__ASSIGNMENT__. What lines below include the string "build"? Pick them out and copy them.

========================================================================

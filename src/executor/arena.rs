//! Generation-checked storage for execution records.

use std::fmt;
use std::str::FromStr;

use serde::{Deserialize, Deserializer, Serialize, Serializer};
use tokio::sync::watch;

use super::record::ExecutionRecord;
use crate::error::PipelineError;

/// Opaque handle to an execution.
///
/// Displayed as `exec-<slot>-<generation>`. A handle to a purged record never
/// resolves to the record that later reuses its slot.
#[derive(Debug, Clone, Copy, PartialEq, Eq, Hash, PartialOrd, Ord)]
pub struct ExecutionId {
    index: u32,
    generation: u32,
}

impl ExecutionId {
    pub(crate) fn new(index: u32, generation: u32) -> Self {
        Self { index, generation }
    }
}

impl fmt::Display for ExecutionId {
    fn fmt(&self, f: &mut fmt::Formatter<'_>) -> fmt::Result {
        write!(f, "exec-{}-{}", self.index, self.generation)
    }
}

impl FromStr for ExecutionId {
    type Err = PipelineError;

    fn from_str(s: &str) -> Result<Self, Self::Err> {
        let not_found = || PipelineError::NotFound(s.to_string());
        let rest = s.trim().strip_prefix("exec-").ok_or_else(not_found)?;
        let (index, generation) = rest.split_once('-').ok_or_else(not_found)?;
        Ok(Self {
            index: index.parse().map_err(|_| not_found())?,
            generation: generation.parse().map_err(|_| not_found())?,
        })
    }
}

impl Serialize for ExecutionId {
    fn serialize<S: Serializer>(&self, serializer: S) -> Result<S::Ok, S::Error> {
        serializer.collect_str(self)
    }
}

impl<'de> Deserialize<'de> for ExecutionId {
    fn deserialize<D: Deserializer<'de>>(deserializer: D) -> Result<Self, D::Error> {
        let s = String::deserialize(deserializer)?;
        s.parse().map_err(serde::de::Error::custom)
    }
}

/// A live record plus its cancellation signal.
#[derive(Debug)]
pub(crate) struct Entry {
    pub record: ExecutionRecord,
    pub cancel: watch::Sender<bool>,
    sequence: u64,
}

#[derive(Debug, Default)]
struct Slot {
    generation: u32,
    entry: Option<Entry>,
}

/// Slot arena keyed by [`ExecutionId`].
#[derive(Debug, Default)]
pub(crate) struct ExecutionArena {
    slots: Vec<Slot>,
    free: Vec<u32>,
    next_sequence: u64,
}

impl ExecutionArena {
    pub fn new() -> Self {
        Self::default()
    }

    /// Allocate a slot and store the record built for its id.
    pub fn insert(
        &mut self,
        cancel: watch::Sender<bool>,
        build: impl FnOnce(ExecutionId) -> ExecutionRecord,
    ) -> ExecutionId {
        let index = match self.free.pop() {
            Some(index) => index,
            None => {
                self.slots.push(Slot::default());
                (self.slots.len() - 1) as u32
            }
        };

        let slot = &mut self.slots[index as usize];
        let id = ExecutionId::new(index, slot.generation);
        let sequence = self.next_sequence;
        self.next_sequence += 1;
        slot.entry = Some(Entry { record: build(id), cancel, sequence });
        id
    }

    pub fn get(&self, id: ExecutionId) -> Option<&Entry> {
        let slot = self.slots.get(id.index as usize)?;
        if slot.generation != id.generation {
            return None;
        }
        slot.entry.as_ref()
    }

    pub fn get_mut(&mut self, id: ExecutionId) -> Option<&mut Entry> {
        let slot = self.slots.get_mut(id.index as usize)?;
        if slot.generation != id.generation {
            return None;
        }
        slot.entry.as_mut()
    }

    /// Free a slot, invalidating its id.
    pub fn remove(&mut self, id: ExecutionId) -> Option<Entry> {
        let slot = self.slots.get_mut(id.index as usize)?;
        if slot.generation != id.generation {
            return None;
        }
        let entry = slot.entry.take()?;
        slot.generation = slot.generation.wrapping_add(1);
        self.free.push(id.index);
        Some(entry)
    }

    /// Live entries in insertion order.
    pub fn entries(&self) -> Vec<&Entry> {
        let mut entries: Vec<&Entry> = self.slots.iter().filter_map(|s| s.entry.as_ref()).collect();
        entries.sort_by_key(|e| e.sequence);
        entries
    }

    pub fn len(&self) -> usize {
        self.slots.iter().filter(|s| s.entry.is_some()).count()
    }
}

========================================================================

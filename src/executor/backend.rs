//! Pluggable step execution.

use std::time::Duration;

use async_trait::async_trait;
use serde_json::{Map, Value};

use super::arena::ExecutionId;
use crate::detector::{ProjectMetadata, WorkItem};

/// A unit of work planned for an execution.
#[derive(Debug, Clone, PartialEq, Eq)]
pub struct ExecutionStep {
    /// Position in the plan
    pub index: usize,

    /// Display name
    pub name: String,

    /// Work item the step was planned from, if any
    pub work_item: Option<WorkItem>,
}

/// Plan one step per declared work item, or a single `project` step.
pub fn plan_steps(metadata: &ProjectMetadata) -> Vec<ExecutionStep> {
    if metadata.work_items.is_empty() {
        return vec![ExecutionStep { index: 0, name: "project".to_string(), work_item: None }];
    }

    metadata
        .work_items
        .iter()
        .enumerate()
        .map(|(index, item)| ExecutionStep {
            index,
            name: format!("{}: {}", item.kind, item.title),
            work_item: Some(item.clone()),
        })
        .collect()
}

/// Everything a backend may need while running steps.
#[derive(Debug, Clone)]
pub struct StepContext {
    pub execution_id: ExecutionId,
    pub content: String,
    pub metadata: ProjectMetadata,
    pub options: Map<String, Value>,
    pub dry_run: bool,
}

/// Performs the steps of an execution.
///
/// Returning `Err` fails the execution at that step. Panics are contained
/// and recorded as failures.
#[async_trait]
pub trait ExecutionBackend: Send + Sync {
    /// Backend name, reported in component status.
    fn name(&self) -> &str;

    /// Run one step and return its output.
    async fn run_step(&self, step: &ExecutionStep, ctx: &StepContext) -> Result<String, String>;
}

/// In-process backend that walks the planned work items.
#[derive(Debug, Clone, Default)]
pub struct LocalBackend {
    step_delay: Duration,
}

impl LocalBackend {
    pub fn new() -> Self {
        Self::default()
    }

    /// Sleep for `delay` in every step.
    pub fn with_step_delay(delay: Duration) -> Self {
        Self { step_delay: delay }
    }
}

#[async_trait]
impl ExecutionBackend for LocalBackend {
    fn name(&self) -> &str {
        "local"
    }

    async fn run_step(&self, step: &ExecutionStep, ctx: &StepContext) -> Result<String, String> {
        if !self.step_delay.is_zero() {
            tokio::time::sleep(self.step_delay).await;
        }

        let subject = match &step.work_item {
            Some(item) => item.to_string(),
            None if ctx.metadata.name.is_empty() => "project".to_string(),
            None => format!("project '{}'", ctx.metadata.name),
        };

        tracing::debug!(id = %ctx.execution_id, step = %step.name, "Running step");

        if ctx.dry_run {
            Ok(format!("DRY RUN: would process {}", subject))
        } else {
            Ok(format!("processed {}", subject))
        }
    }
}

========================================================================

__TASK RESPONSE__.
        build: impl FnOnce(ExecutionId) -> ExecutionRecord,
        slot.entry = Some(Entry { record: build(id), cancel, sequence });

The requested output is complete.